2020 Fiscal Year Annual Research Report
1細胞単位電気化学発光計測技術によるマーカー分子微量発現がん細胞の超高感度検出
Project/Area Number |
20H02597
|
Research Institution | National Institute of Advanced Industrial Science and Technology |
Principal Investigator |
金 賢徹 国立研究開発法人産業技術総合研究所, 生命工学領域, 主任研究員 (70514107)
|
Co-Investigator(Kenkyū-buntansha) |
加藤 大 国立研究開発法人産業技術総合研究所, 生命工学領域, 研究グループ長 (80533190)

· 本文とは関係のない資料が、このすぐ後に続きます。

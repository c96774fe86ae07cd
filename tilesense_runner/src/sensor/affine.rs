//! Affine geotransform sensor model.

use super::{SensorModel, WorldPoint};
use anyhow::{Result, ensure};
use tilesense_derive::context;

/// Acceptable pixel error when validating the transform round trip.
const ROUNDTRIP_TOLERANCE: f64 = 1e-6;

/// A [`SensorModel`] backed by a six-element affine geotransform in GDAL
/// convention:
///
/// ```text
/// lon = t[0] + x * t[1] + y * t[2]
/// lat = t[3] + x * t[4] + y * t[5]
/// ```
///
/// The inverse is computed at construction and the mapping is validated by
/// a pixel→world→pixel round trip over the image corners.
#[derive(Debug, Clone)]
pub struct AffineSensorModel {
	transform: [f64; 6],
	inverse: [f64; 6],
}

impl AffineSensorModel {
	/// Builds and validates the model for an image of the given size.
	#[context("building affine sensor model from geotransform {transform:?}")]
	pub fn new(transform: [f64; 6], width: u32, height: u32) -> Result<AffineSensorModel> {
		let [c, a, b, f, d, e] = transform;
		let det = a * e - b * d;
		ensure!(det.abs() > f64::EPSILON, "geotransform is singular (det={det})");

		let inverse = [
			(b * f - c * e) / det,
			e / det,
			-b / det,
			(c * d - a * f) / det,
			-d / det,
			a / det,
		];
		let model = AffineSensorModel { transform, inverse };

		for (x, y) in [
			(0.0, 0.0),
			(f64::from(width), 0.0),
			(0.0, f64::from(height)),
			(f64::from(width), f64::from(height)),
		] {
			let world = model.pixel_to_world(x, y)?;
			let (rx, ry) = model.world_to_pixel(world.lon, world.lat)?;
			ensure!(
				(rx - x).abs() < ROUNDTRIP_TOLERANCE && (ry - y).abs() < ROUNDTRIP_TOLERANCE,
				"round trip of pixel ({x}, {y}) drifted to ({rx}, {ry})"
			);
		}
		Ok(model)
	}
}

impl SensorModel for AffineSensorModel {
	fn pixel_to_world(&self, x: f64, y: f64) -> Result<WorldPoint> {
		let t = &self.transform;
		Ok(WorldPoint {
			lon: t[0] + x * t[1] + y * t[2],
			lat: t[3] + x * t[4] + y * t[5],
			elev: None,
		})
	}

	fn world_to_pixel(&self, lon: f64, lat: f64) -> Result<(f64, f64)> {
		let i = &self.inverse;
		Ok((i[0] + lon * i[1] + lat * i[2], i[3] + lon * i[4] + lat * i[5]))
	}
}

// ----------------------------------------------------------------------------
// Tests
// ----------------------------------------------------------------------------

#[cfg(test)]
mod tests {
	use super::*;
	use approx::assert_relative_eq;
	use rstest::rstest;

	fn north_up() -> AffineSensorModel {
		AffineSensorModel::new([8.0, 1e-5, 0.0, 50.0, 0.0, -1e-5], 1000, 800).unwrap()
	}

	#[rstest]
	#[case((0.0, 0.0), (8.0, 50.0))]
	#[case((1000.0, 0.0), (8.01, 50.0))]
	#[case((0.0, 800.0), (8.0, 49.992))]
	#[case((500.0, 400.0), (8.005, 49.996))]
	fn north_up_mapping(#[case] pixel: (f64, f64), #[case] world: (f64, f64)) {
		let point = north_up().pixel_to_world(pixel.0, pixel.1).unwrap();
		assert_relative_eq!(point.lon, world.0, epsilon = 1e-9);
		assert_relative_eq!(point.lat, world.1, epsilon = 1e-9);
		assert!(point.elev.is_none());
	}

	#[test]
	fn rotated_transform_round_trips() {
		let model = AffineSensorModel::new([8.0, 7e-6, 3e-6, 50.0, 2e-6, -8e-6], 2000, 2000).unwrap();
		let world = model.pixel_to_world(123.0, 456.0).unwrap();
		let (x, y) = model.world_to_pixel(world.lon, world.lat).unwrap();
		assert_relative_eq!(x, 123.0, epsilon = 1e-6);
		assert_relative_eq!(y, 456.0, epsilon = 1e-6);
	}

	#[test]
	fn singular_transform_is_rejected() {
		assert!(AffineSensorModel::new([8.0, 1e-5, 0.0, 50.0, 2e-5, 0.0], 10, 10).is_err());
	}
}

小島 直 国立研究開発法人産業技術総合研究所, 生命工学領域, 主任研究員 (30356985)
山村 昌平 国立研究開発法人産業技術総合研究所, 生命工学領域, 研究グループ長 (50432141)
中村 史 東京農工大学, 工学(系)研究科(研究院), 客員教授 (40357661)
|
Project Period (FY) |
2020-04-01 – 2024-03-31
|
Keywords | 微粒子 / 電気化学発光 / マーカー分子検出 / 電極 / がん |
Outline of Annual Research Achievements |
本研究では具体的に(1)電気化学発光(ECL)計測による標的細胞表面マーカー分子検出技術の改良、(2)血中循環がん細胞検出をモデルケースとした標的細胞の検出実証の2つの課題を設定している。第1年度の成果は以下のとおりである。 課題(1)では、一般的な細胞表面マーカー分子の標識・検出では、マーカー分子と選択的に結合する抗体を蛍光色素など可視化用プローブで予め修飾しておき、その抗体を細胞と作用させることでマーカー分子を抗体を介して可視化用プローブで標識し検出する方法が広く用いられる。ECL計測の場合はルテニウム錯体などのECLプローブを同様に予め抗体に修飾しておくが、この修飾の際、抗体に対するルテニウム錯体の修飾導入部位の制御が難しく、修飾法によっては抗体の抗原に対する結合活性を低下させてしまう場合がある。そこで本研究では、抗体と可視化用プローブをそれぞれ異なる部位で固定化可能な担体を用意し、担体にそれぞれを固定化した後にその担体を細胞と作用させて標識する新たな標識技術の開発を推進した。ECLプローブは低分子で担体への固定化に工夫が必要であったため、プローブの発光活性を失わず担体に固定化可能な分子を新たに合成し、新規合成分子の担体への固定化法について評価を行うことができた。また課題(2)では、血中循環がん細胞検出でマーカー分子として広く用いられるEpCAMをモデル分子として選定した上で、蛍光計測では検出が難しいEpCAM微量発現ヒト乳がん細胞株に対してECLプローブ修飾抗EpCAM抗体を作用させ、本研究技術の特長であるカップ形状微小電極に細胞を捕捉してECL計測を行った結果、比較対象と比べてECL輝度に優位な差が見られた。 以上のように、研究第1年度ではECL計測の検出感度を向上させるための新規プローブの開発、およびマーカー分子微量発現がん細胞のECL計測による検出実証に成功した。
|
Current Status of Research Progress |
Current Status of Research Progress
2: Research has progressed on the whole more than it was originally planned.
Reason
研究第1年度では、細胞表面マーカー分子への結合活性を低下させずかつECL検出感度を向上させる新規プローブ分子の合成に成功するなど、当初研究計画を概ね達成することができた。COVID-19の影響で実験推進が例年同様にいかない時期もあったが、オンライン会議を活用し研究進捗や今後の方針について緊密に打ち合わせを行うなど、影響を最小限に抑えることで全体的には概ね順調に研究が進展していると考える。
|
Strategy for Future Research Activity |
研究第1年度では新規ECLプローブ分子を合成したため、研究第2年度では本プローブ分子を担体に固定化しさらに細胞表面マーカー分子を標識する技術の確立、さらに本技術を用いて蛍光計測では検出が難しいマーカー分子微量発現がん細胞の高感度検出の実証研究を推進する予定である。これらの研究を推進しつつ、将来的な技術の橋渡しを見据えて、血液サンプルを計測するために最適なチップデザインの決定、チップの簡便で安価な作製方法の確率、サンプル前処理条件の決定、最適なECL計測条件の確立に向けた検討を並行して推進していく。